We didn’t fish the Kenai much at the time, and when we did, it was with a buddy, who always had rods set up with the gear he knew would catch fish.

“Someone might use them, or maybe someday we’ll fish the river more.”

Ten years later, we had collected an enormous tub full of them, and Christine told me one day, “You just like having stuff, I think you are one of those hoarders.”

“Cassidy is a hoarder,” I replied. Cassidy being the squirrel who beat Festus, another squirrel, in a turf war over a covered deck shelf that once stored clay pigeons and has been remodeled by the two rodents to house their belongings.

“Yeah,” she replied, “I think you have been competing with her.”

In defense of myself, I assured Christine that hoarding was hanging on to stuff with little or no value accumulated into disarrayed piles of junk disrupting the normal function of the place where it is kept. Using the places where the “junk” I picked up is stored as an example, (everything has a place, the area is neat and easy to get around in) still didn’t convince her.

Nor did my other defense of “well guys keep stuff because they are always fixing things, and we can use almost anything at any given time.” One time I told her she would someday be happy that I “hoarded” stuff.

I cannot deny the satisfaction I felt when Christine asked if we would have enough waterfowl shotshells for duck season, and I opened a few of the large totes stacked in a corner, filled with steel and Bismuth shotshells accumulated over the past few years.

There are things that one simply cannot have enough of.
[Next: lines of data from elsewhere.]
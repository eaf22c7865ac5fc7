//! Parameter sampling for the background decorations. Each struct captures
//! one unit's randomized look as plain numbers and renders the inline style
//! text applied once at creation; the looping motion itself lives in named
//! CSS animations. Samplers take the random source as a closure so tests can
//! drive them deterministically.

pub const PARTICLE_COUNT: usize = 50;
pub const FLOW_LINE_COUNT: usize = 5;
pub const PIPELINE_NODE_COUNT: usize = 8;

const RAIN_GLYPHS: [char; 21] = [
    '0', '1', '｛', '｝', '[', ']', '<', '>', '═', '║', '╔', '╗', '╚', '╝', '├', '┤', '┬', '┴',
    '┼', '━', '│',
];

pub const FLOAT_PARTICLE_KEYFRAMES: &str = "\
@keyframes floatParticle {
    0% { transform: translateY(0) translateX(0) scale(1); opacity: 0; }
    10% { opacity: 1; }
    90% { opacity: 1; }
    100% { transform: translateY(-100vh) translateX(50px) scale(0.5); opacity: 0; }
}";

pub struct Particle {
    pub left_pct: f64,
    pub top_pct: f64,
    pub size_px: f64,
    pub duration_s: f64,
    pub opacity: f64,
}

impl Particle {
    pub fn sample(random: &mut impl FnMut() -> f64) -> Self {
        Self {
            left_pct: random() * 100.0,
            top_pct: random() * 100.0,
            size_px: random() * 4.0 + 2.0,
            duration_s: random() * 20.0 + 10.0,
            opacity: random() * 0.5 + 0.1,
        }
    }

    pub fn css_text(&self) -> String {
        format!(
            "position: absolute; left: {:.2}%; top: {:.2}%; width: {:.2}px; height: {:.2}px; \
             background: linear-gradient(135deg, rgba(59, 130, 246, {o:.3}), rgba(6, 182, 212, {o:.3})); \
             border-radius: 50%; animation: floatParticle {:.2}s linear infinite; pointer-events: none;",
            self.left_pct,
            self.top_pct,
            self.size_px,
            self.size_px,
            self.duration_s,
            o = self.opacity,
        )
    }
}

pub struct BinaryColumn {
    pub text: String,
    pub left_pct: f64,
    pub delay_s: f64,
    pub duration_s: f64,
    pub font_px: f64,
}

impl BinaryColumn {
    pub fn sample(index: usize, total: usize, random: &mut impl FnMut() -> f64) -> Self {
        let glyph_count = (random() * 20.0).floor() as usize + 10;
        let text: String = (0..glyph_count)
            .map(|_| {
                let pick = (random() * RAIN_GLYPHS.len() as f64).floor() as usize;
                RAIN_GLYPHS[pick.min(RAIN_GLYPHS.len() - 1)]
            })
            .collect();

        Self {
            text,
            left_pct: index as f64 / total as f64 * 100.0,
            delay_s: random() * 10.0,
            duration_s: random() * 15.0 + 10.0,
            font_px: random() * 6.0 + 10.0,
        }
    }

    pub fn css_text(&self) -> String {
        format!(
            "left: {:.2}%; animation-delay: {:.2}s; animation-duration: {:.2}s; font-size: {:.2}px;",
            self.left_pct, self.delay_s, self.duration_s, self.font_px,
        )
    }
}

pub struct FlowLine {
    pub top_pct: f64,
    pub width_px: f64,
    pub delay_s: f64,
    pub duration_s: f64,
}

impl FlowLine {
    pub fn sample(random: &mut impl FnMut() -> f64) -> Self {
        Self {
            top_pct: random() * 80.0 + 10.0,
            width_px: random() * 200.0 + 100.0,
            delay_s: random() * 5.0,
            duration_s: random() * 3.0 + 2.0,
        }
    }

    pub fn css_text(&self) -> String {
        format!(
            "top: {:.2}%; width: {:.2}px; animation-delay: {:.2}s; animation-duration: {:.2}s;",
            self.top_pct, self.width_px, self.delay_s, self.duration_s,
        )
    }
}

pub struct PipelineNode {
    pub left_pct: f64,
    pub top_pct: f64,
    pub delay_s: f64,
    pub scale: f64,
    pub opacity: f64,
}

impl PipelineNode {
    pub fn sample(random: &mut impl FnMut() -> f64) -> Self {
        Self {
            left_pct: random() * 80.0 + 10.0,
            top_pct: random() * 80.0 + 10.0,
            delay_s: random() * 2.0,
            scale: random() * 0.5 + 0.5,
            opacity: 0.3 + random() * 0.3,
        }
    }

    pub fn css_text(&self) -> String {
        format!(
            "left: {:.2}%; top: {:.2}%; animation-delay: {:.2}s; transform: scale({:.2}); opacity: {:.2};",
            self.left_pct, self.top_pct, self.delay_s, self.scale, self.opacity,
        )
    }
}

#[cfg(test)]
mod tests {
    use super::*;

    // Cycles through a fixed spread of [0, 1) samples so every field sees
    // low, mid, and near-max draws across repeated sampling.
    fn cycling_random() -> impl FnMut() -> f64 {
        let samples = [0.0, 0.999, 0.25, 0.5, 0.75, 0.1, 0.9, 0.333];
        let mut cursor = 0;
        move || {
            let value = samples[cursor % samples.len()];
            cursor += 1;
            value
        }
    }

    #[test]
    fn particle_parameters_stay_in_range() {
        let mut random = cycling_random();
        for _ in 0..32 {
            let particle = Particle::sample(&mut random);
            assert!((0.0..100.0).contains(&particle.left_pct));
            assert!((0.0..100.0).contains(&particle.top_pct));
            assert!((2.0..6.0).contains(&particle.size_px));
            assert!((10.0..30.0).contains(&particle.duration_s));
            assert!((0.1..0.6).contains(&particle.opacity));
        }
    }

    #[test]
    fn particle_style_names_the_float_animation() {
        let mut random = cycling_random();
        let css = Particle::sample(&mut random).css_text();
        assert!(css.contains("animation: floatParticle"));
        assert!(css.contains("border-radius: 50%"));
        assert!(css.contains("pointer-events: none"));
    }

    #[test]
    fn binary_column_layout_and_glyphs() {
        let mut random = cycling_random();
        let column = BinaryColumn::sample(3, 20, &mut random);

        assert!((column.left_pct - 15.0).abs() < 1e-9);
        let glyph_count = column.text.chars().count();
        assert!((10..30).contains(&glyph_count));
        assert!(column.text.chars().all(|c| RAIN_GLYPHS.contains(&c)));
        assert!((0.0..10.0).contains(&column.delay_s));
        assert!((10.0..25.0).contains(&column.duration_s));
        assert!((10.0..16.0).contains(&column.font_px));
    }

    #[test]
    fn first_column_sits_at_left_edge() {
        let mut random = cycling_random();
        let column = BinaryColumn::sample(0, 13, &mut random);
        assert_eq!(column.left_pct, 0.0);
    }

    #[test]
    fn flow_line_parameters_stay_in_range() {
        let mut random = cycling_random();
        for _ in 0..16 {
            let line = FlowLine::sample(&mut random);
            assert!((10.0..90.0).contains(&line.top_pct));
            assert!((100.0..300.0).contains(&line.width_px));
            assert!((0.0..5.0).contains(&line.delay_s));
            assert!((2.0..5.0).contains(&line.duration_s));
        }
    }

    #[test]
    fn pipeline_node_parameters_stay_in_range() {
        let mut random = cycling_random();
        for _ in 0..16 {
            let node = PipelineNode::sample(&mut random);
            assert!((10.0..90.0).contains(&node.left_pct));
            assert!((10.0..90.0).contains(&node.top_pct));
            assert!((0.0..2.0).contains(&node.delay_s));
            assert!((0.5..1.0).contains(&node.scale));
            assert!((0.3..0.6).contains(&node.opacity));
        }
    }

    #[test]
    fn keyframes_cover_drift_and_fade() {
        assert!(FLOAT_PARTICLE_KEYFRAMES.contains("@keyframes floatParticle"));
        assert!(FLOAT_PARTICLE_KEYFRAMES.contains("translateY(-100vh)"));
    }
}
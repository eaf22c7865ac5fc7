use gloo_timers::future::TimeoutFuture;
use wasm_bindgen_futures::spawn_local;
use web_sys::Document;

use crate::anim::{TypingAnimator, TYPED_TITLES, TYPE_START_DELAY_MS};

pub fn init(document: &Document, reduced_motion: bool) {
    let Some(element) = document.get_element_by_id("typed-title") else {
        return;
    };

    if reduced_motion {
        element.set_text_content(Some(TYPED_TITLES[0]));
        return;
    }

    spawn_local(async move {
        TimeoutFuture::new(TYPE_START_DELAY_MS).await;

        let mut animator = TypingAnimator::new(&TYPED_TITLES);
        loop {
            let frame = animator.tick();
            element.set_text_content(Some(&frame.text));
            TimeoutFuture::new(frame.delay_ms).await;
        }
    });
}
Books, guns, cowboy boots, firewood, matches, good whiskey, dog treats, and of course, ammunition, to name a few of the most important.

Having lots of guns also means, if you are planning on shooting them much, lots of ammunition. If you aren’t a hunter or a shooter, and maybe have a firearm for personal protection, you can get by with enough ammunition to allow for regular practice, say once a month you shoot 20 rounds. Keeping a couple years’ supply at 240 rounds a year is not a big deal.

Times have changed, ammunition is still scarce for many calibers, and the rise in prices has made stocking large amounts of ammo difficult, even if you can find what you want.

[Previously: Bare shelves, hoarding and price gouging: How a prolonged ammunition shortage is changing Alaska’s gun culture]

Today, if you are a serious shooter or hunter, and you practice judiciously with the tools of the trade, be they shotgun, rifle or pistol, building a supply of ammunition that allows you to enter a store that sells it without breaking out in a sweat wondering if they have what you want, is difficult, if not impossible.

As a handloader since childhood, my ability to resupply ammunition has never felt threatened. Components were readily available and inexpensive, and building the cartridges enjoyable. For many years, while developing shooting skills, I shot 300-350 rounds a week with a pistol and rifle, which seems like a lot but isn’t when compared with a professional shooter who might burn up 1,500 hundred rounds a week in pursuit of perfection.

Fortunately for Christine and me, I’ve “hoarded” enough of the components that are no longer readily available over the years, that we have no real fear of running out of ammunition for practice, and to hunt whatever we might choose if it involves a rifle or pistol. We also stocked up on .22 rimfire ammunition years ago, and don’t worry much about that either.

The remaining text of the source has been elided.